Suppose you are collecting unstructured data from a variety of sources. For example, a Wall Street Journal news article states:
Nielsen, at the request of The Wall Street Journal, analyzed cellphone bills of 60,000 mobile subscribers and found adults made and received an average of 188 mobile phone calls a month in the 2010 period, down 25% from the same period three years earlier.
To collect that data, you might paste the string “adults made and received an average of 188 mobile phone calls a month in the 2010 period” in a spreadsheet cell. But that’s data you can’t use in spreadsheet calculations. Ok, stick the number 188 in the cell to the right of that data string so you can do calculations on the relevant number. Even better, stick the number in the first cell and the description string in the second cell, so that the long, left-justified description string lines up close to the corresponding number. If you’re really serious, stick the source url in another column to the right so that you can check if you’ve missed something. This sort of procedure gives you a spreadsheet that looks something like this. This data format may be good enough for some private-sector work, or even some government work. If so, fine.
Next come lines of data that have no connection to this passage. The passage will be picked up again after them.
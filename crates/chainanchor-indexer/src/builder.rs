//! Fluent builder API for creating ingesters.
//!
//! # Example
//!
//! ```rust,no_run
//! use std::sync::Arc;
//! use chainanchor_indexer::{IngesterBuilder, ChainSource};
//! use chainanchor_core::LedgerStore;
//!
//! # fn example(source: Arc<dyn ChainSource>, store: Arc<dyn LedgerStore>) {
//! let ingester = IngesterBuilder::new()
//!     .chain("sepolia")
//!     .confirmations(6)
//!     .batch_size(25)
//!     .build(source, store);
//! # }
//! ```

use std::sync::Arc;
use std::time::Duration;

use chainanchor_core::commitment::LeafLayout;
use chainanchor_core::store::LedgerStore;
use chainanchor_observability::PipelineMetrics;
use chainanchor_rpc::RetryConfig;

use crate::fetcher::ChainSource;
use crate::ingester::Ingester;

pub const MIN_BATCH_SIZE: u64 = 1;
pub const MAX_BATCH_SIZE: u64 = 200;

/// Configuration for one chain's ingester.
#[derive(Debug, Clone)]
pub struct IngesterConfig {
    /// Chain key used in every stored row (e.g. `"sepolia"`).
    pub chain_id: String,
    /// First block when no checkpoint exists. `None` starts one batch
    /// behind the safe block.
    pub start_block: Option<u64>,
    /// Blocks behind head before a block is ingested.
    pub confirmations: u64,
    /// Blocks per cycle, clamped to `1..=200`.
    pub batch_size: u64,
    pub poll_interval: Duration,
    pub health_log_interval: Duration,
    /// Concurrent block fetches within one cycle.
    pub fetch_concurrency: usize,
    /// Per-block fetch retry.
    pub block_retry: RetryConfig,
    /// Fields committed per transfer leaf.
    pub leaf_layout: LeafLayout,
}

impl Default for IngesterConfig {
    fn default() -> Self {
        Self {
            chain_id: "sepolia".into(),
            start_block: None,
            confirmations: 6,
            batch_size: 25,
            poll_interval: Duration::from_millis(4_000),
            health_log_interval: Duration::from_secs(60),
            fetch_concurrency: 4,
            block_retry: RetryConfig::default(),
            leaf_layout: LeafLayout::default(),
        }
    }
}

impl IngesterConfig {
    /// Pull out-of-range values back into what a cycle can run with.
    pub fn clamped(mut self) -> Self {
        self.batch_size = self.batch_size.clamp(MIN_BATCH_SIZE, MAX_BATCH_SIZE);
        self.fetch_concurrency = self.fetch_concurrency.max(1);
        self
    }
}

/// Fluent builder for [`Ingester`].
#[derive(Default)]
pub struct IngesterBuilder {
    config: IngesterConfig,
    metrics: Option<PipelineMetrics>,
}

impl IngesterBuilder {
    pub fn new() -> Self {
        Self::default()
    }

    /// Start from an existing config.
    pub fn config(mut self, config: IngesterConfig) -> Self {
        self.config = config;
        self
    }

    pub fn chain(mut self, chain_id: impl Into<String>) -> Self {
        self.config.chain_id = chain_id.into();
        self
    }

    pub fn start_block(mut self, block: u64) -> Self {
        self.config.start_block = Some(block);
        self
    }

    pub fn confirmations(mut self, depth: u64) -> Self {
        self.config.confirmations = depth;
        self
    }

    pub fn batch_size(mut self, size: u64) -> Self {
        self.config.batch_size = size;
        self
    }

    pub fn poll_interval(mut self, interval: Duration) -> Self {
        self.config.poll_interval = interval;
        self
    }

    pub fn health_log_interval(mut self, interval: Duration) -> Self {
        self.config.health_log_interval = interval;
        self
    }

    pub fn fetch_concurrency(mut self, n: usize) -> Self {
        self.config.fetch_concurrency = n;
        self
    }

    pub fn block_retry(mut self, retry: RetryConfig) -> Self {
        self.config.block_retry = retry;
        self
    }

    pub fn leaf_layout(mut self, layout: LeafLayout) -> Self {
        self.config.leaf_layout = layout;
        self
    }

    pub fn metrics(mut self, metrics: PipelineMetrics) -> Self {
        self.metrics = Some(metrics);
        self
    }

    /// Resolve the config, clamping out-of-range values.
    pub fn build_config(self) -> IngesterConfig {
        self.config.clamped()
    }

    pub fn build(self, source: Arc<dyn ChainSource>, store: Arc<dyn LedgerStore>) -> Ingester {
        let metrics = self.metrics.clone().unwrap_or_default();
        Ingester::new(self.build_config(), source, store, metrics)
    }
}
//! chainanchor-rpc — upstream JSON-RPC access for the indexing pipeline.
//!
//! # Architecture
//!
//! ```text
//! caller ── EndpointPool::with_endpoint(op)
//!               ├── select()      round-robin, skips disabled / cooling
//!               ├── op(transport) HttpRpcClient (reqwest) or any RpcTransport
//!               └── classify(err) RateLimited → cooldown, try next
//!                                 FatalEndpoint → disable, try next
//!                                 Other → propagate
//! ```

pub mod classify;
pub mod error;
pub mod http;
pub mod pool;
pub mod request;
pub mod retry;
pub mod transport;

pub use classify::{classify, is_log_limit_error, FailureClass};
pub use error::TransportError;
pub use http::HttpRpcClient;
pub use pool::{EndpointHealth, EndpointPool, PoolConfig};
pub use request::{JsonRpcError, JsonRpcRequest, JsonRpcResponse, RpcId};
pub use retry::{RetryConfig, RetryPolicy};
pub use transport::RpcTransport;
But collecting numbers and ad hoc data description strings has some weaknesses. In the example above, you haven’t fully captured the data description. That data concerns “mobile subscribers.” Mobile subscribers may or may not be different from mobile prepaid service users. Moreover, suppose you had a hundred numbers like that above. To find a particular statistic of interest, you would have to start reading through the description strings until you found one similar to the statistic that you sought. That’s tedious and time-consuming.
If you describe spreadsheet data in a more structured way, you can understand it better and process effectively larger amounts of it. A common approach would be to set up a spreadsheet table and stick numbers into it. For example, suppose you want to collect wireless service data by company. You place in a row your data categories (fields): company, customer type, number of customers 3Q 2010, etc. Then you start putting data into the relevant columns below. If you have a lot of categories and the data you find isn’t generally organized in the order of your categories, populating the table will be a tedious and time-consuming task. Moreover, suppose that you are collecting the data by company. You have to repeatedly enter the company name in the company column. That sort of annoyance can easily be multiplied if you are collecting data with additional categorical organizations such as date and business segments. If these slowly varying categories are spread across a large table, the pain is even more intense.[1]
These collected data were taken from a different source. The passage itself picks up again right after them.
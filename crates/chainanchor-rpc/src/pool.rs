//! Multi-endpoint failover pool with round-robin selection, rate-limit
//! cooldowns and permanent disabling of broken endpoints.

use std::future::Future;
use std::sync::{Arc, Mutex};
use std::time::Duration;

use serde::de::DeserializeOwned;
use serde_json::Value;
use tokio::time::Instant;

use chainanchor_observability::PipelineMetrics;

use crate::classify::{classify, FailureClass};
use crate::error::TransportError;
use crate::transport::RpcTransport;

/// Configuration for the endpoint pool.
#[derive(Debug, Clone)]
pub struct PoolConfig {
    /// How long a rate-limited endpoint is skipped.
    pub cooldown: Duration,
    /// Minimum gap between "entering cooldown" logs for one endpoint.
    pub rate_limit_log_interval: Duration,
    /// Minimum gap between "all endpoints cooling" logs for the pool.
    pub all_cooling_log_interval: Duration,
}

impl Default for PoolConfig {
    fn default() -> Self {
        Self {
            cooldown: Duration::from_secs(60),
            rate_limit_log_interval: Duration::from_secs(10),
            all_cooling_log_interval: Duration::from_secs(2),
        }
    }
}

/// Point-in-time view of one endpoint.
#[derive(Debug, Clone, PartialEq, Eq)]
pub struct EndpointHealth {
    pub url: String,
    pub disabled: bool,
    pub cooling: bool,
}

#[derive(Debug, Default)]
struct EndpointState {
    cooldown_until: Option<Instant>,
    disabled: bool,
    last_rate_limit_log: Option<Instant>,
}

impl EndpointState {
    fn is_cooling(&self, now: Instant) -> bool {
        self.cooldown_until.is_some_and(|until| until > now)
    }

    fn remaining(&self, now: Instant) -> Duration {
        self.cooldown_until
            .map(|until| until.saturating_duration_since(now))
            .unwrap_or_default()
    }
}

#[derive(Debug, Default)]
struct PoolState {
    endpoints: Vec<EndpointState>,
    last_index: Option<usize>,
    last_all_cooling_log: Option<Instant>,
}

struct Selection {
    index: usize,
    wait: Option<Duration>,
}

/// Round-robin endpoint pool.
///
/// Mutable endpoint state sits behind a `std::sync::Mutex` that is never held
/// across an `.await`, so the pool can be shared between tasks via `Arc`.
pub struct EndpointPool {
    transports: Vec<Arc<dyn RpcTransport>>,
    state: Mutex<PoolState>,
    config: PoolConfig,
    metrics: Option<PipelineMetrics>,
}

impl EndpointPool {
    /// Build a pool from a list of transports. Fails on an empty list.
    pub fn new(
        transports: Vec<Arc<dyn RpcTransport>>,
        config: PoolConfig,
    ) -> Result<Self, TransportError> {
        if transports.is_empty() {
            return Err(TransportError::EmptyPool);
        }
        let state = PoolState {
            endpoints: transports.iter().map(|_| EndpointState::default()).collect(),
            ..Default::default()
        };
        Ok(Self {
            transports,
            state: Mutex::new(state),
            config,
            metrics: None,
        })
    }

    /// Record rate-limit events into `metrics`.
    pub fn with_metrics(mut self, metrics: PipelineMetrics) -> Self {
        self.metrics = Some(metrics);
        self
    }

    /// Number of endpoints in the pool.
    pub fn len(&self) -> usize {
        self.transports.len()
    }

    /// Always `false`: a pool cannot be built empty.
    pub fn is_empty(&self) -> bool {
        self.transports.is_empty()
    }

    /// Returns a summary of each endpoint's state.
    pub fn health_summary(&self) -> Vec<EndpointHealth> {
        let now = Instant::now();
        let state = self.state.lock().unwrap();
        self.transports
            .iter()
            .zip(state.endpoints.iter())
            .map(|(t, s)| EndpointHealth {
                url: t.url().to_string(),
                disabled: s.disabled,
                cooling: s.is_cooling(now),
            })
            .collect()
    }

    /// Call `method` on a healthy endpoint and deserialize the result.
    pub async fn request<T: DeserializeOwned>(
        &self,
        method: &str,
        params: Vec<Value>,
    ) -> Result<T, TransportError> {
        self.with_endpoint(|transport| {
            let params = params.clone();
            async move { transport.call::<T>(method, params).await }
        })
        .await
    }

    /// Run `op` against one endpoint, failing over on rate limits and broken
    /// endpoints. Errors classified as [`FailureClass::Other`] are returned
    /// immediately.
    pub async fn with_endpoint<R, F, Fut>(&self, mut op: F) -> Result<R, TransportError>
    where
        F: FnMut(Arc<dyn RpcTransport>) -> Fut,
        Fut: Future<Output = Result<R, TransportError>>,
    {
        let mut last_error = None;

        for _ in 0..self.transports.len() {
            let Some(selection) = self.select() else { break };
            if let Some(wait) = selection.wait {
                tokio::time::sleep(wait).await;
            }

            let transport = Arc::clone(&self.transports[selection.index]);
            match op(transport).await {
                Ok(value) => return Ok(value),
                Err(err) => match classify(&err) {
                    FailureClass::RateLimited => {
                        self.enter_cooldown(selection.index, &err);
                        last_error = Some(err);
                    }
                    FailureClass::FatalEndpoint => {
                        self.disable(selection.index, &err);
                        last_error = Some(err);
                    }
                    FailureClass::Other => return Err(err),
                },
            }
        }

        // One last try on whatever is still selectable, cooling or not.
        if let Some(selection) = self.select() {
            if let Some(wait) = selection.wait {
                tokio::time::sleep(wait).await;
            }
            let transport = Arc::clone(&self.transports[selection.index]);
            return match op(transport).await {
                Ok(value) => Ok(value),
                Err(err) => {
                    match classify(&err) {
                        FailureClass::RateLimited => self.enter_cooldown(selection.index, &err),
                        FailureClass::FatalEndpoint => self.disable(selection.index, &err),
                        FailureClass::Other => {}
                    }
                    Err(err)
                }
            };
        }

        Err(last_error.unwrap_or(TransportError::AllProvidersDown))
    }

    // ─── Selection ───────────────────────────────────────────────────────────

    fn select(&self) -> Option<Selection> {
        let now = Instant::now();
        let mut state = self.state.lock().unwrap();
        let n = state.endpoints.len();
        let start = state.last_index.map_or(0, |i| (i + 1) % n);

        let healthy = (0..n)
            .map(|offset| (start + offset) % n)
            .find(|&idx| {
                let s = &state.endpoints[idx];
                !s.disabled && !s.is_cooling(now)
            });
        if let Some(index) = healthy {
            state.last_index = Some(index);
            return Some(Selection { index, wait: None });
        }

        // Degraded mode: everything left is cooling; take the one closest
        // to recovery, earliest in round-robin order on ties.
        let index = (0..n)
            .map(|offset| (start + offset) % n)
            .filter(|&idx| !state.endpoints[idx].disabled)
            .min_by_key(|&idx| state.endpoints[idx].remaining(now))?;

        let wait = state.endpoints[index].remaining(now).min(self.config.cooldown);
        state.last_index = Some(index);

        let should_log = state
            .last_all_cooling_log
            .map_or(true, |at| now.duration_since(at) >= self.config.all_cooling_log_interval);
        if should_log {
            state.last_all_cooling_log = Some(now);
            tracing::warn!(
                url = %self.transports[index].url(),
                wait_ms = wait.as_millis() as u64,
                "All RPC endpoints cooling down; sleeping before retry"
            );
        }

        Some(Selection {
            index,
            wait: (!wait.is_zero()).then_some(wait),
        })
    }

    // ─── State transitions ───────────────────────────────────────────────────

    fn enter_cooldown(&self, index: usize, err: &TransportError) {
        let now = Instant::now();
        let url = self.transports[index].url();
        {
            let mut state = self.state.lock().unwrap();
            let endpoint = &mut state.endpoints[index];
            if endpoint.disabled || endpoint.is_cooling(now) {
                return;
            }
            endpoint.cooldown_until = Some(now + self.config.cooldown);

            let should_log = endpoint
                .last_rate_limit_log
                .map_or(true, |at| now.duration_since(at) >= self.config.rate_limit_log_interval);
            if should_log {
                endpoint.last_rate_limit_log = Some(now);
                tracing::warn!(
                    url = %url,
                    cooldown_ms = self.config.cooldown.as_millis() as u64,
                    error = %err,
                    "RPC endpoint rate limited; entering cooldown"
                );
            }
        }
        if let Some(metrics) = &self.metrics {
            metrics.record_rate_limit(url);
        }
    }

    fn disable(&self, index: usize, err: &TransportError) {
        let mut state = self.state.lock().unwrap();
        let endpoint = &mut state.endpoints[index];
        if endpoint.disabled {
            return;
        }
        endpoint.disabled = true;
        tracing::error!(
            url = %self.transports[index].url(),
            error = %err,
            "Disabling RPC endpoint due to persistent bad responses"
        );
    }
}

impl std::fmt::Debug for EndpointPool {
    fn fmt(&self, f: &mut std::fmt::Formatter<'_>) -> std::fmt::Result {
        f.debug_struct("EndpointPool")
            .field("endpoints", &self.health_summary())
            .finish()
    }
}

// ─── Tests ────────────────────────────────────────────────────────────────────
Here’s some good news: that supercomputer on your desk can work as a tabulating machine. You just need to describe your data with the Spreadsheet Data Description Language (SDDL) and then tabulate it with STT (Spreadsheet Tabulating Tool, or Simple Tabulating Tool, or SDDL Tabulating Tool). SDDL and STT provide fine new acronyms for you to use without requiring you to learn much or do much different with the beloved spreadsheet programs that you’ve been using since Visicalc came out. To use SDDL, you put a category in one cell, and in the next cell to the right, an item for that category. You can add additional categories and items aligned below, in any order most convenient. When you stick an item into a category that already contains an item, you’ve implicitly tabulated a record and started a new record with empty categories. STT is a spreadsheet macro that adds to a table on a separate sheet the categories (if necessary) and items contained in a block of SDDL. SDDL is so simple that you’ve probably been setting up a lot of spreadsheet data in SDDL, without even knowing that you were using SDDL.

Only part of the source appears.